Despite the differences between them, however, anti-Americanism in the Islamic world and anti-Americanism in Europe are in fact linked, and both bear an uncanny resemblance to anti-Semitism. It is, after all, with some reason that the United States is loathed and feared by the despots and fundamentalists of the Islamic world as well as by many Europeans. Like Israel, but in a much more powerful way, America embodies a different-a non- I conforming-idea of the good, and refuses to abandon its moral clarity about the objective worth of that idea or of the free habits and institutions to which it has given birth. To the contrary, in undertaking their war against the evil of terrorism, the American people have demonstrated their determination not only to fight to preserve the blessings of liberty for themselves and their posterity, but to carry them to regions of the world that have proved most resistant to their benign influence.
In this, positive sense as well, Israel and the Jewish people share something essential with the United States.
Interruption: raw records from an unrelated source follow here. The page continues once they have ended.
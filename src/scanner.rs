// 🔎 Keyword Scanner
//
// The keyword set is the flat union of every configured surface form: bank
// names and aliases, card names and aliases, category terms and aliases, and
// every merged phrase. Denylisted surfaces are removed.
//
// Scanning keeps token order and duplicates; an empty result is reported as
// "no match" (None) so batch callers can skip the unit entirely.

use crate::entities::{normalize_surface, BankRegistry, CardRegistry, CategoryRegistry};
use crate::phrases::PhraseSet;
use std::collections::HashSet;

#[derive(Debug, Clone, Default, PartialEq, Eq)]
pub struct KeywordSet {
    words: HashSet<String>,
}

impl KeywordSet {
    pub fn build<S: AsRef<str>>(
        banks: &BankRegistry,
        cards: &CardRegistry,
        categories: &CategoryRegistry,
        phrases: &PhraseSet,
        denylist: &[S],
    ) -> Self {
        let mut words: HashSet<String> = HashSet::new();

        for bank in banks.banks() {
            words.extend(bank.all_names());
        }
        for card in cards.cards() {
            words.extend(card.all_names());
        }
        for category in categories.categories() {
            for term in &category.terms {
                words.extend(term.all_names());
            }
        }
        words.extend(phrases.iter().map(|phrase| phrase.joined()));

        for denied in denylist {
            words.remove(&normalize_surface(denied.as_ref()));
        }

        KeywordSet { words }
    }

    pub fn from_words<I, S>(words: I) -> Self
    where
        I: IntoIterator<Item = S>,
        S: Into<String>,
    {
        KeywordSet {
            words: words.into_iter().map(Into::into).collect(),
        }
    }

    pub fn contains(&self, token: &str) -> bool {
        self.words.contains(token)
    }

    pub fn iter(&self) -> impl Iterator<Item = &str> {
        self.words.iter().map(String::as_str)
    }

    pub fn sorted(&self) -> Vec<&str> {
        let mut words: Vec<&str> = self.iter().collect();
        words.sort_unstable();
        words
    }

    pub fn len(&self) -> usize {
        self.words.len()
    }

    pub fn is_empty(&self) -> bool {
        self.words.is_empty()
    }
}

/// Tokens present in the keyword set, in token order, duplicates kept.
/// `None` when nothing matched.
pub fn scan<S: AsRef<str>>(tokens: &[S], keywords: &KeywordSet) -> Option<Vec<String>> {
    let hits: Vec<String> = tokens
        .iter()
        .map(|token| token.as_ref())
        .filter(|token| keywords.contains(token))
        .map(str::to_string)
        .collect();

    if hits.is_empty() {
        None
    } else {
        Some(hits)
    }
}

// ============================================================================
// TESTS
// ============================================================================
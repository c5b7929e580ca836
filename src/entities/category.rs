// 🏷️ Keyword Categories - topical tag groups (FEE, REWARDS, INTEREST, untagged)
//
// The category tag decides how its terms are named in the output:
// - Suffixed  (FEE, REWARDS): term "ANNUAL FEE" under FEE → "ANNUAL FEE_FEE"
// - Collapsed (INTEREST):     every term → "INTEREST"
// - Bare      (anything else, including ""): term → itself
//
// Registry document shape:
// {"keywords": [{"tag": "FEE", "terms": [{"term": "ANNUAL FEE", "alts": ["AF"]}]}]}

use super::{normalize_aliases, normalize_surface, parse_registry, read_registry, required, RegistryKind};
use crate::error::DictionaryError;
use serde::{Deserialize, Serialize};
use std::collections::HashSet;
use std::path::Path;

// ============================================================================
// TERM + CATEGORY
// ============================================================================

#[derive(Debug, Clone, PartialEq, Eq, Serialize, Deserialize)]
pub struct Term {
    pub term: String,
    pub alts: Vec<String>,
}

impl Term {
    pub fn all_names(&self) -> Vec<String> {
        let mut names = vec![self.term.clone()];
        names.extend(self.alts.iter().cloned());
        names
    }
}

#[derive(Debug, Clone, PartialEq, Eq, Serialize, Deserialize)]
pub struct KeywordCategory {
    /// Category tag; empty string means "no suffixing"
    pub tag: String,
    pub terms: Vec<Term>,
}

impl KeywordCategory {
    pub fn is_tagged(&self) -> bool {
        !self.tag.is_empty()
    }
}

#[derive(Debug, Deserialize)]
struct KeywordDocument {
    keywords: Vec<RawCategory>,
}

#[derive(Debug, Deserialize)]
struct RawCategory {
    tag: Option<String>,
    terms: Option<Vec<RawTerm>>,
}

#[derive(Debug, Deserialize)]
struct RawTerm {
    term: Option<String>,
    #[serde(default)]
    alts: Option<Vec<String>>,
}

// ============================================================================
// NAMING RULES
// ============================================================================

#[derive(Debug, Clone, Copy, PartialEq, Eq)]
pub enum CategoryNaming {
    /// `term_TAG`
    Suffixed,
    /// `TAG`, whatever the term
    Collapsed,
    /// the term itself
    Bare,
}

/// Which category tags are suffixed and which collapse to a single tag
#[derive(Debug, Clone, Default)]
pub struct NamingRules {
    suffixed: HashSet<String>,
    collapsed: HashSet<String>,
}

impl NamingRules {
    pub fn new<S: AsRef<str>>(suffixed: &[S], collapsed: &[S]) -> Self {
        NamingRules {
            suffixed: suffixed.iter().map(|t| normalize_surface(t.as_ref())).collect(),
            collapsed: collapsed.iter().map(|t| normalize_surface(t.as_ref())).collect(),
        }
    }

    pub fn naming_for(&self, tag: &str) -> CategoryNaming {
        if tag.is_empty() {
            CategoryNaming::Bare
        } else if self.collapsed.contains(tag) {
            CategoryNaming::Collapsed
        } else if self.suffixed.contains(tag) {
            CategoryNaming::Suffixed
        } else {
            CategoryNaming::Bare
        }
    }

    /// Canonical output tag for `term` filed under category `tag`
    pub fn canonical_tag(&self, tag: &str, term: &str) -> String {
        match self.naming_for(tag) {
            CategoryNaming::Suffixed => format!("{}_{}", term, tag),
            CategoryNaming::Collapsed => tag.to_string(),
            CategoryNaming::Bare => term.to_string(),
        }
    }
}

// ============================================================================
// CATEGORY REGISTRY
// ============================================================================

#[derive(Debug, Clone, Default)]
pub struct CategoryRegistry {
    categories: Vec<KeywordCategory>,
}

impl CategoryRegistry {
    pub fn from_file<P: AsRef<Path>>(path: P) -> Result<Self, DictionaryError> {
        let document: KeywordDocument = read_registry(RegistryKind::KeywordCategory, path.as_ref())?;
        Self::from_document(document)
    }

    pub fn from_json(content: &str, origin: &str) -> Result<Self, DictionaryError> {
        let document: KeywordDocument = parse_registry(RegistryKind::KeywordCategory, content, origin)?;
        Self::from_document(document)
    }

    fn from_document(document: KeywordDocument) -> Result<Self, DictionaryError> {
        let kind = RegistryKind::KeywordCategory;
        let mut categories = Vec::with_capacity(document.keywords.len());

        for (i, raw) in document.keywords.into_iter().enumerate() {
            // an empty tag is valid, an absent one is not
            let tag = raw.tag.map(|t| normalize_surface(&t)).ok_or_else(|| DictionaryError::MissingField {
                kind,
                location: format!("keywords[{}]", i),
                field: "tag",
            })?;
            let raw_terms = raw.terms.ok_or_else(|| DictionaryError::MissingField {
                kind,
                location: format!("keywords[{}]", i),
                field: "terms",
            })?;

            let mut terms = Vec::with_capacity(raw_terms.len());
            for (j, raw_term) in raw_terms.into_iter().enumerate() {
                let term = required(raw_term.term, kind, || format!("keywords[{}].terms[{}]", i, j), "term")?;
                let alts = normalize_aliases(raw_term.alts, &term);
                terms.push(Term { term, alts });
            }

            categories.push(KeywordCategory { tag, terms });
        }

        Self::from_categories(categories)
    }

    /// Terms must be unique within their category
    pub fn from_categories(categories: Vec<KeywordCategory>) -> Result<Self, DictionaryError> {
        for category in &categories {
            let mut seen = HashSet::new();
            for term in &category.terms {
                if !seen.insert(term.term.as_str()) {
                    return Err(DictionaryError::DuplicateName {
                        kind: RegistryKind::KeywordCategory,
                        name: format!("{}/{}", category.tag, term.term),
                    });
                }
            }
        }
        Ok(CategoryRegistry { categories })
    }

    pub fn categories(&self) -> &[KeywordCategory] {
        &self.categories
    }

    pub fn len(&self) -> usize {
        self.categories.len()
    }

    pub fn is_empty(&self) -> bool {
        self.categories.is_empty()
    }
}

// ============================================================================
// TESTS
// ============================================================================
The Jews, after all, have long held that they were chosen to playa special role in history, to be what their prophets called "a light unto the nations." What precisely is meant by that phrase has always been a matter of debate, and I would be the last to deny the mischief that has sometimes been done, including to the best interests of the Jews, by some who have raised it as their banner. Nevertheless, over four millennia, the universal vision and moral precepts of the Jews have not only worked to secure the survival of the Jewish people themselves but have constituted a powerful force for good in the world, inspiring myriads to fight for the right even as in others they have aroused rivalry, enmity, and unappeasable resentment.
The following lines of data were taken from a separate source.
impl<V: Clone + PartialEq + fmt::Display> RemapTable<V> {
    pub fn new(kind: RemapKind) -> Self {
        RemapTable {
            kind,
            entries: HashMap::new(),
        }
    }

    /// Map `surface` to `target`, checking for a conflicting earlier assignment
    pub fn insert(
        &mut self,
        surface: String,
        target: V,
        policy: CollisionPolicy,
        collisions: &mut Vec<AliasCollision>,
    ) -> Result<(), DictionaryError> {
        if let Some(existing) = self.entries.get(&surface) {
            if *existing != target {
                let collision = AliasCollision {
                    table: self.kind,
                    surface: surface.clone(),
                    existing: existing.to_string(),
                    incoming: target.to_string(),
                };
                match policy {
                    CollisionPolicy::Fail => return Err(DictionaryError::AliasCollision(collision)),
                    CollisionPolicy::Warn => {
                        warn!(
                            table = %collision.table,
                            surface = %collision.surface,
                            existing = %collision.existing,
                            incoming = %collision.incoming,
                            "alias collision, later assignment wins"
                        );
                        collisions.push(collision);
                    }
                }
            }
        }
        self.entries.insert(surface, target);
        Ok(())
    }
}

impl<V> RemapTable<V> {
    pub fn get(&self, surface: &str) -> Option<&V> {
        self.entries.get(surface)
    }

    pub fn kind(&self) -> RemapKind {
        self.kind
    }

    pub fn surfaces(&self) -> impl Iterator<Item = &str> {
        self.entries.keys().map(String::as_str)
    }

    /// Entries sorted by surface
    pub fn sorted_entries(&self) -> Vec<(&str, &V)> {
        let mut entries: Vec<(&str, &V)> = self.entries.iter().map(|(k, v)| (k.as_str(), v)).collect();
        entries.sort_by(|a, b| a.0.cmp(b.0));
        entries
    }

    pub fn len(&self) -> usize {
        self.entries.len()
    }

    pub fn is_empty(&self) -> bool {
        self.entries.is_empty()
    }
}

// ============================================================================
// BUILDERS
// ============================================================================

/// Every bank name and alias → the bank's canonical name
pub fn build_entity_remap(
    banks: &BankRegistry,
    policy: CollisionPolicy,
    collisions: &mut Vec<AliasCollision>,
) -> Result<RemapTable<String>, DictionaryError> {
    let mut table = RemapTable::new(RemapKind::Entity);
    for bank in banks.banks() {
        for surface in bank.all_names() {
            table.insert(surface, bank.name.clone(), policy, collisions)?;
        }
    }
    Ok(table)
}
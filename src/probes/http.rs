//! # HTTP probe.
//!
//! `GET <url>`; any `2xx` within the timeout is healthy. Non-2xx statuses, connection
//! errors and timeouts are failures.

use std::time::Duration;

use async_trait::async_trait;

use crate::error::ProbeError;
use crate::probes::probe::HealthProbe;

/// Probes a service over HTTP.
pub struct HttpProbe {
    url: String,
    client: reqwest::Client,
}

impl HttpProbe {
    /// Creates a probe for `url`.
    pub fn new(url: impl Into<String>) -> Result<Self, ProbeError> {
        let client = reqwest::Client::builder()
            .build()
            .map_err(|e| ProbeError::Transport {
                reason: e.to_string(),
            })?;
        Ok(Self {
            url: url.into(),
            client,
        })
    }

    /// Probed URL.
    pub fn url(&self) -> &str {
        &self.url
    }
}

#[async_trait]
impl HealthProbe for HttpProbe {
    fn name(&self) -> &str {
        "http"
    }

    async fn check(&self, timeout: Duration) -> Result<(), ProbeError> {
        let resp = self
            .client
            .get(&self.url)
            .timeout(timeout)
            .send()
            .await
            .map_err(|e| {
                if e.is_timeout() {
                    ProbeError::Timeout { timeout }
                } else {
                    ProbeError::Transport {
                        reason: e.to_string(),
                    }
                }
            })?;

        let status = resp.status();
        if status.is_success() {
            Ok(())
        } else {
            Err(ProbeError::unhealthy(format!("status {status}")))
        }
    }
}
It is similar with the United States-a nation that has long regarded itself as entrusted with a mission to be what John Winthrop in the 17th century called a "city on a hill" and Ronald Reagan in the 20th parsed as a "shining city on a hill." What precisely is meant by that phrase is likewise a matter of debate, but Americans who see their country in such terms certainly regard the advance of American values as central to American purpose. And, though the United States is still a very young nation, there can be no disputing that those values have likewise constituted an immense force for good in the world-even as they have earned America the enmity and resentment of many.
In resolving to face down enmity and hatred, an important source of strength is the lesson to be gained from contemplating the example of others. From Socrates to Churchill to Sakharov, there have been individuals whose voices and whose personal heroism have reinforced in others the resolve to stand firm for the good. But history has also been
generous enough to offer, in the Jews, the example of an ancient people fired by the message of human freedom under God and, in the Americans, the example of a modern people who over the past century alone, acting in fidelity with their inmost beliefs, have confronted and defeated the greatest tyrannies ever known to man.
Fortunately for America, and fortunately for the world, the United States has been blessed by providence with the power to match its ideals. The Jewish state, by contrast, is a tiny island in an exceedingly dangerous sea, and its citizens will need every particle of strength they can muster for the trials ahead. It is their own people's astounding perseverance, despite centuries of suffering at the hands of faiths, ideologies, peoples, and individuals who have hated them and set out to do them in, that inspires one with confidence that the Jews will once again outlast their enemies.